- _Dataset records_
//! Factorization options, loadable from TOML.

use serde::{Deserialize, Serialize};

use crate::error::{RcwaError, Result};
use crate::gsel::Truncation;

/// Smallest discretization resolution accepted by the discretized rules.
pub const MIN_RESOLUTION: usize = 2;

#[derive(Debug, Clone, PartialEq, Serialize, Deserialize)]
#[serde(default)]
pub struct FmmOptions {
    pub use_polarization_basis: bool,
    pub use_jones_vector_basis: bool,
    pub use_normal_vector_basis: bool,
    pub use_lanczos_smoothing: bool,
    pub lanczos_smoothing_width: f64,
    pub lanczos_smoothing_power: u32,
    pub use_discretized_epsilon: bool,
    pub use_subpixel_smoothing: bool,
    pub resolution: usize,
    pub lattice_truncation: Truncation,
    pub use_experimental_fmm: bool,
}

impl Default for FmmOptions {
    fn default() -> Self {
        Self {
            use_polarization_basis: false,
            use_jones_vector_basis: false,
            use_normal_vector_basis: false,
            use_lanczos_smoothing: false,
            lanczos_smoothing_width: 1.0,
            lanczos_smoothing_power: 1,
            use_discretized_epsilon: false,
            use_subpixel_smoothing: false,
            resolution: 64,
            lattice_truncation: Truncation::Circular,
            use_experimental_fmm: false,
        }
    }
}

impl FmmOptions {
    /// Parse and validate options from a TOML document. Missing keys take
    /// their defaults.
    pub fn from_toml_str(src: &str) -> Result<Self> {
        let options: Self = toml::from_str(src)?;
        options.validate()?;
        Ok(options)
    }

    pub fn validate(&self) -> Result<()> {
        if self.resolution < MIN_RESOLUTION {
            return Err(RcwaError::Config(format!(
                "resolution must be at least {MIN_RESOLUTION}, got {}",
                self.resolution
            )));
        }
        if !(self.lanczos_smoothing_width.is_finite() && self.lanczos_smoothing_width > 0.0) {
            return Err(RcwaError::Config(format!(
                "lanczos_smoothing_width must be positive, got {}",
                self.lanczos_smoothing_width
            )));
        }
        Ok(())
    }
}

---

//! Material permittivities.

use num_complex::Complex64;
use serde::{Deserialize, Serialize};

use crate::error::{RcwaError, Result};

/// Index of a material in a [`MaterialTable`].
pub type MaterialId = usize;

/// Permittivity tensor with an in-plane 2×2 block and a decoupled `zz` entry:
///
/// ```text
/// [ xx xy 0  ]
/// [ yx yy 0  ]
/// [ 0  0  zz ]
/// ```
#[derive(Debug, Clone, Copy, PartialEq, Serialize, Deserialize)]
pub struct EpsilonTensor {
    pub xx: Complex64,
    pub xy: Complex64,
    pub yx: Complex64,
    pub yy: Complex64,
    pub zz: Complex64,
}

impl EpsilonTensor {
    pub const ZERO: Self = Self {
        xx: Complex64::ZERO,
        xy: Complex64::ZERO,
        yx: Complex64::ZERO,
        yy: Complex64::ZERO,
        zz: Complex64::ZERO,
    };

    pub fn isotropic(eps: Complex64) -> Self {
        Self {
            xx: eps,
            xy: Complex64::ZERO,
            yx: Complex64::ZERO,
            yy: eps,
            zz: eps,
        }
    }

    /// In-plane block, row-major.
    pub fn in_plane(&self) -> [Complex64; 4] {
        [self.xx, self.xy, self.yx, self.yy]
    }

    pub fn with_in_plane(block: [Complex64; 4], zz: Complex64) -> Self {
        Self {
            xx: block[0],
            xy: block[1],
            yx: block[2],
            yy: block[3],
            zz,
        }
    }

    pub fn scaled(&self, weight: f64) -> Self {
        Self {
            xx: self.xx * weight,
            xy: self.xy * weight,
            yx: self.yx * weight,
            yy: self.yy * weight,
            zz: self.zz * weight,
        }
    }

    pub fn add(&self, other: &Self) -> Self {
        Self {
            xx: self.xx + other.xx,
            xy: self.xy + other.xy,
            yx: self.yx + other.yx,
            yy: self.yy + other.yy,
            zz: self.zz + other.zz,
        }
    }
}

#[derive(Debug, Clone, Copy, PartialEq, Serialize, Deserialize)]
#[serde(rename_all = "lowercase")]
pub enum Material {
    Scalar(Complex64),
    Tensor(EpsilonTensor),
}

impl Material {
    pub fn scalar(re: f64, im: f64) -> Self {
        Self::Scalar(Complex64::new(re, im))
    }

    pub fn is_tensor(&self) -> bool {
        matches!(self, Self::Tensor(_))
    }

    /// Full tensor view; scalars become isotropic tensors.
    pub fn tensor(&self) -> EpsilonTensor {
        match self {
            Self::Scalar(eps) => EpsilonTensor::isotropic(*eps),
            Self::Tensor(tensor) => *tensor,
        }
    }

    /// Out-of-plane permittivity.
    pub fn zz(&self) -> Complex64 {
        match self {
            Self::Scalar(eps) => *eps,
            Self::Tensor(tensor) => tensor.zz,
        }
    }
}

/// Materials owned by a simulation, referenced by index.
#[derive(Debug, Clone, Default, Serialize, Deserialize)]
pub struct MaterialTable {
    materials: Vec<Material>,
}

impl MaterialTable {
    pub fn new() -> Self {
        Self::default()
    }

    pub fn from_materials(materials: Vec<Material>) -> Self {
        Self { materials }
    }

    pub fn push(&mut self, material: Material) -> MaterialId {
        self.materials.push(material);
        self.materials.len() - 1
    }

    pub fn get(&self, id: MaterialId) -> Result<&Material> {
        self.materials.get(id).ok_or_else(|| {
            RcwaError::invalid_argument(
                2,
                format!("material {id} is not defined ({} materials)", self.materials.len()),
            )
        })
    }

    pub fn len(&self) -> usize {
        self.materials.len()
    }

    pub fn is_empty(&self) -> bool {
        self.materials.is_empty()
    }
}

- _Problem to work on_
Show, from the listing above, every line holding the word "must".

- _Answer_
                "resolution must be at least {MIN_RESOLUTION}, got {}",
                "lanczos_smoothing_width must be positive, got {}",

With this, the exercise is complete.